REQUIRED WORK
Return all lines of the data in which the string "iter" occurs.
###
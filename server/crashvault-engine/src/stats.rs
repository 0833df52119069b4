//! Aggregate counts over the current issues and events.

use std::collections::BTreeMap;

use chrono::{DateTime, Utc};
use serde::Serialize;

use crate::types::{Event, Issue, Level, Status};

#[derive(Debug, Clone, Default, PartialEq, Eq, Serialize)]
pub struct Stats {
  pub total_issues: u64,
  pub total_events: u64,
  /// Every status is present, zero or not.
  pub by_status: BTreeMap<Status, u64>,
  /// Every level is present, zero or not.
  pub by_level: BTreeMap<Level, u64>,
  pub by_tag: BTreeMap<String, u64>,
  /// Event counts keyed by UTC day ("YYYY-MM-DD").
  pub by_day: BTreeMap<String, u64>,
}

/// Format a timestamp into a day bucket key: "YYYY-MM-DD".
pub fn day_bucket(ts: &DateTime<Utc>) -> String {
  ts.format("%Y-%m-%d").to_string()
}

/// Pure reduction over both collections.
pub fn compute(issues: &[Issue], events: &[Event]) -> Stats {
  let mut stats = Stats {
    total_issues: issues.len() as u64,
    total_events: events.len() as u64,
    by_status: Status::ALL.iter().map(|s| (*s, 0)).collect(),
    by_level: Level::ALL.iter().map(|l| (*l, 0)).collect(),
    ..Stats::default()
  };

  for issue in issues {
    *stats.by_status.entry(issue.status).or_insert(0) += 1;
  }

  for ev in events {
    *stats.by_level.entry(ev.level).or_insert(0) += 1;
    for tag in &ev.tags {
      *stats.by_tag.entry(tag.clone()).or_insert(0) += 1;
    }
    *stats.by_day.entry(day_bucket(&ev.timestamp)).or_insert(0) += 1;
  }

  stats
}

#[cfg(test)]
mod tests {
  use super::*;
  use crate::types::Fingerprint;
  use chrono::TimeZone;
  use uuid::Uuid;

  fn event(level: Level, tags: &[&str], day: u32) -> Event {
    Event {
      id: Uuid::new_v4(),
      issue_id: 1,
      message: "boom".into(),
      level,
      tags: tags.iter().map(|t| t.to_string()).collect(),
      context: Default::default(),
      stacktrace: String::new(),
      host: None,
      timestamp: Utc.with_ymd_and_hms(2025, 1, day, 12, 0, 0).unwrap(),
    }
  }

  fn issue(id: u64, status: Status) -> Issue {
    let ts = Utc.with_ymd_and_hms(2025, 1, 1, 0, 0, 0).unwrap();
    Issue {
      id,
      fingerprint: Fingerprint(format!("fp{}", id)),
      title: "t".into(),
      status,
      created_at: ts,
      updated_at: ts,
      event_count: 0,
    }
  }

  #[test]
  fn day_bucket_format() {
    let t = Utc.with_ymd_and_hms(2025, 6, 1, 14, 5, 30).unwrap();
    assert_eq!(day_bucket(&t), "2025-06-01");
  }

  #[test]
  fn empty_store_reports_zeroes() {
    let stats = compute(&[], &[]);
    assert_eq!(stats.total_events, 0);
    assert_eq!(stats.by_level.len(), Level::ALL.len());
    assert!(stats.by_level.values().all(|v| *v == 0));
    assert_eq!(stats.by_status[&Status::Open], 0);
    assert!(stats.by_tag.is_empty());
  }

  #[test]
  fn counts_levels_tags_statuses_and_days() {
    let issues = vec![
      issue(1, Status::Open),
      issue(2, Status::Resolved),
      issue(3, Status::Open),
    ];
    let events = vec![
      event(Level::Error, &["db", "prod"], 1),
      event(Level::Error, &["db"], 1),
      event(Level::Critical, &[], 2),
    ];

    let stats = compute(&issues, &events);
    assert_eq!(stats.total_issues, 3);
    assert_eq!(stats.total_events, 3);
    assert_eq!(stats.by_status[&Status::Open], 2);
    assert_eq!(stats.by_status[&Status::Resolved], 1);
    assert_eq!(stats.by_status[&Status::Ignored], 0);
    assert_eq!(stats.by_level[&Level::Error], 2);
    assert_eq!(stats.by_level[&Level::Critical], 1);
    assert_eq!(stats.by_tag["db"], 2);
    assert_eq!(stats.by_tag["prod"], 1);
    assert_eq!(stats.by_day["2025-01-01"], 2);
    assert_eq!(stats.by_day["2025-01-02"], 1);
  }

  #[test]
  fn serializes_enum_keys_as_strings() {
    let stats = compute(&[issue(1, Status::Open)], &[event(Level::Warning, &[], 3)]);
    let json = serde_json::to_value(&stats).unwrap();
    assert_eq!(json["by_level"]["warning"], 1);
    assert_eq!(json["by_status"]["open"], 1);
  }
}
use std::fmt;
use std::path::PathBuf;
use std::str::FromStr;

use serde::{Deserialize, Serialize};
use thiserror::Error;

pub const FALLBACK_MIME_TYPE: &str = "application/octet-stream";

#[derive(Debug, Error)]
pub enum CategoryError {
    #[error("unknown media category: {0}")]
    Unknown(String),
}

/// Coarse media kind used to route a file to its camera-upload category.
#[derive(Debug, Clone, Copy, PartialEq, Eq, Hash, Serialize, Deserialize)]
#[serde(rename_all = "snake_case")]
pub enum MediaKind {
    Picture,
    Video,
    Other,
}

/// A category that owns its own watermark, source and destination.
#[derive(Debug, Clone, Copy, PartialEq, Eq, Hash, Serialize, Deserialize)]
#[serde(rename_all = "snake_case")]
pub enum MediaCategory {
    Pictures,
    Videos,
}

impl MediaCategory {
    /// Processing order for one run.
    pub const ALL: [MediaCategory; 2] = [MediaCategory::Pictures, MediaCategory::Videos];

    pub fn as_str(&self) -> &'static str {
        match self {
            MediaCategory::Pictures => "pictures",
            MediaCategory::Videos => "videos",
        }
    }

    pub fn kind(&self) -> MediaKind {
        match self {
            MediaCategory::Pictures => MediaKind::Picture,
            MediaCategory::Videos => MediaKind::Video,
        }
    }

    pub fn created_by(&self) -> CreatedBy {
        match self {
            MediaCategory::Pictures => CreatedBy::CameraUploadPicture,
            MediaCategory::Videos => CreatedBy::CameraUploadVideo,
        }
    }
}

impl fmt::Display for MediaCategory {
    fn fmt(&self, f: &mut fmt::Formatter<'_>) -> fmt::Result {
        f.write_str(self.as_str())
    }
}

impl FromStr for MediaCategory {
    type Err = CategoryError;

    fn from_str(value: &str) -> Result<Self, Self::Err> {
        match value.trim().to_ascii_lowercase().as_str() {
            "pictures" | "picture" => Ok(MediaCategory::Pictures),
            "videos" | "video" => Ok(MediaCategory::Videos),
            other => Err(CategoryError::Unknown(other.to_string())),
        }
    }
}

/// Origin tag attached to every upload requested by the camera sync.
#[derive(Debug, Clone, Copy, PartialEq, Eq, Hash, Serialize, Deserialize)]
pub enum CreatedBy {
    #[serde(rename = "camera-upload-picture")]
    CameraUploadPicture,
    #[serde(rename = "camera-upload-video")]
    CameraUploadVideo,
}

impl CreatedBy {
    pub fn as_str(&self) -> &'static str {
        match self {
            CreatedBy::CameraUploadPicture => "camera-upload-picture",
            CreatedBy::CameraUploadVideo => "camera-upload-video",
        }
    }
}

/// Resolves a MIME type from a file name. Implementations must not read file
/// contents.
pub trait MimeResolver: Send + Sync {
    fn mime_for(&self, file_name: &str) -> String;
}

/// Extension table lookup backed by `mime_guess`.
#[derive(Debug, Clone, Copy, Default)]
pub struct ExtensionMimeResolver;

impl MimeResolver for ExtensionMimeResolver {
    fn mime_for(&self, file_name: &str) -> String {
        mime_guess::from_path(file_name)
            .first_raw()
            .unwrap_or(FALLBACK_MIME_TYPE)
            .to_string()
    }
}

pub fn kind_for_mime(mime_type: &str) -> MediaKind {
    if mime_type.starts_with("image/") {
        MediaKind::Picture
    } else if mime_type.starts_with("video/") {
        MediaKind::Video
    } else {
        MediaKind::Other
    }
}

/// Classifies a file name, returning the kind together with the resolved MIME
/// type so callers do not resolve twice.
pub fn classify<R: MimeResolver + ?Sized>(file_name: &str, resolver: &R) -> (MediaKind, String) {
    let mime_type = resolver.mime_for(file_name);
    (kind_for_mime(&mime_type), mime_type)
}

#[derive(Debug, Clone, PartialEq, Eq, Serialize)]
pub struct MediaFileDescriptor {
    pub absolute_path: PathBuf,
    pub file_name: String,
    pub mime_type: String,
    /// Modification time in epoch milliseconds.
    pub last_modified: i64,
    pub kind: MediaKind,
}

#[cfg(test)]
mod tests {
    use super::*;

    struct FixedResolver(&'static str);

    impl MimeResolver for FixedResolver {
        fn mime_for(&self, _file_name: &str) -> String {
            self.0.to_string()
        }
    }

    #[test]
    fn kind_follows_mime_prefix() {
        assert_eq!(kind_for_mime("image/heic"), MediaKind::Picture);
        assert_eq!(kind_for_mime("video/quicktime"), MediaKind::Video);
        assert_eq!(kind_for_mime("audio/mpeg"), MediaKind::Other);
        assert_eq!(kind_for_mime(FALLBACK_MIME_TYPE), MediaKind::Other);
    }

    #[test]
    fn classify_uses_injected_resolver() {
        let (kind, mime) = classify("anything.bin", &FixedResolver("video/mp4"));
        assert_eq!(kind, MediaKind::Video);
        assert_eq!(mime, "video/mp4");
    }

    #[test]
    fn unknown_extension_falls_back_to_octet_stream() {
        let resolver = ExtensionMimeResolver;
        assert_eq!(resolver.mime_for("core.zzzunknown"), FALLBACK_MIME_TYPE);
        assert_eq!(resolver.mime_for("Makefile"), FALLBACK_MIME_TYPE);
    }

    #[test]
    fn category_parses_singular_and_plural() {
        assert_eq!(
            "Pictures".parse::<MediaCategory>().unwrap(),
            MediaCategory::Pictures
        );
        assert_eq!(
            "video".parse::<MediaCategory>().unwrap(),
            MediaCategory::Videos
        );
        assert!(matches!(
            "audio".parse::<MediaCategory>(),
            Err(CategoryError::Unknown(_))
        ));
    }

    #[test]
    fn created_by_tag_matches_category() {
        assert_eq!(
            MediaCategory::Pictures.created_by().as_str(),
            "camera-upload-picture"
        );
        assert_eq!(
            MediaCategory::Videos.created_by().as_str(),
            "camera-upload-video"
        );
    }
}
###
TASK ANSWER
    by_status: Status::ALL.iter().map(|s| (*s, 0)).collect(),
    by_level: Level::ALL.iter().map(|l| (*l, 0)).collect(),
      tags: tags.iter().map(|t| t.to_string()).collect(),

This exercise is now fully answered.